Categories: Diversity & Inclusion

Today, Kwanzaa begins! For seven days every year, millions of Americans celebrate Kwanzaa, an African American and Pan-African holiday honoring family, community, and culture. The non-religious holiday is observed from December 26 to January 1, and is based on seven principles called the Nguzo Saba.

The name Kwanzaa comes from the Swahili phrase, “matunda ya kwanza,” meaning "first fruits." It's based on African harvest festivals, which include lots of dancing and music.

Each night, those celebrating Kwanzaa light a candle, held by a kinara, to represent each principle. The kinara holds seven candles, including one black candle (symbolizing the African people), three red candles (representing their struggle), and three green candles (for future possibilities).

Kinara Candles

These colors pay homage to the Pan-African flag created by Marcus Garvey, a civil rights activist who led the Pan-Africanism movement. The black candle is lit first, then a red candle, then a green candle, alternating between the remaining candles each day until all seven have been ignited. Families discuss the principle of the day while lighting the respective candle.

On December 31, the sixth day of Kwanzaa, people participate in a feast called Karamu. Celebrators may give gifts, mostly handmade, to promote self-determination, purpose, and creativity.

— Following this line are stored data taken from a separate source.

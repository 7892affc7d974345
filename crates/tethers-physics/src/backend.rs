//! Engine-agnostic constraint backend trait.
//!
//! Any physics engine (Rapier, XPBD, custom) implements
//! [`ConstraintBackend`] to service constraint creation and removal. The
//! constraint manager only ever talks to this trait.

use bevy::prelude::{Entity, Quat, Vec3};

use tethers_core::types::{BodyHandle, ConstraintId};

use crate::params::PointConstraintParams;

/// Trait that concrete physics engines must implement.
///
/// The backend is responsible for:
/// - Resolving entities to their physical-body handles
/// - Maintaining per-entity anchor slots and their world transforms
/// - Creating and removing constraint objects
///
/// All operations are synchronous and tolerate stale handles.
pub trait ConstraintBackend: Send + Sync + 'static {
    /// Physical-body handle for `entity`, if it is currently physicalized.
    fn body(&self, entity: Entity) -> Option<BodyHandle>;

    /// World transform (translation, rotation) of `entity`'s anchor slot.
    ///
    /// A placeholder slot is created on first use so later transform
    /// queries have something to bind to, even when the entity is not yet
    /// physicalized. Returns `None` while the entity has no physical
    /// representation.
    fn anchor_transform(&mut self, entity: Entity) -> Option<(Vec3, Quat)>;

    /// Create a constraint on `body`.
    ///
    /// Returns `None` when the request cannot be serviced (for example an
    /// unresolvable buddy); no state changes in that case.
    fn add_constraint(
        &mut self,
        body: BodyHandle,
        params: &PointConstraintParams,
    ) -> Option<ConstraintId>;

    /// Update an existing constraint on `body`; with `remove` set, the
    /// constraint is torn down. Unknown ids are ignored.
    fn update_constraint(&mut self, body: BodyHandle, id: ConstraintId, remove: bool);

    /// Human-readable engine name (e.g., "rapier3d").
    fn name(&self) -> &str;
}

// ---------------------------------------------------------------------------
// Tests
// ---------------------------------------------------------------------------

The final day focuses on looking to the future and giving homemade gifts.

Karamu Feast

Here are the seven principles of Kwanzaa in the order they are followed, along with their representative meanings:

Umoja (unity): "To strive for and maintain unity in the family, community, nation, and race."

Kujichagulia (self-determination): "To define ourselves, name ourselves, create for ourselves, and speak for ourselves."

Ujima (collective work and responsibility): "To build and maintain our community together and make our brother's and sister's problems our problems and to solve them together."

Ujamaa (cooperative economics): "To build and maintain our own stores, shops, and other businesses and to profit from them together."

Nia (purpose): "To make our collective vocation the building and development of our community in order to restore our people to their traditional greatness."

Kuumba (creativity): "To always do as much as we can, in the way we can, in order to leave our community more beautiful and beneficial than we inherited it."

Imani (faith): "To believe with all our heart in our people, our parents, our teachers, our leaders, and the righteousness and victory of our struggle."

7 Principles of Kwanzaa

Happy Kwanzaa to those who celebrate!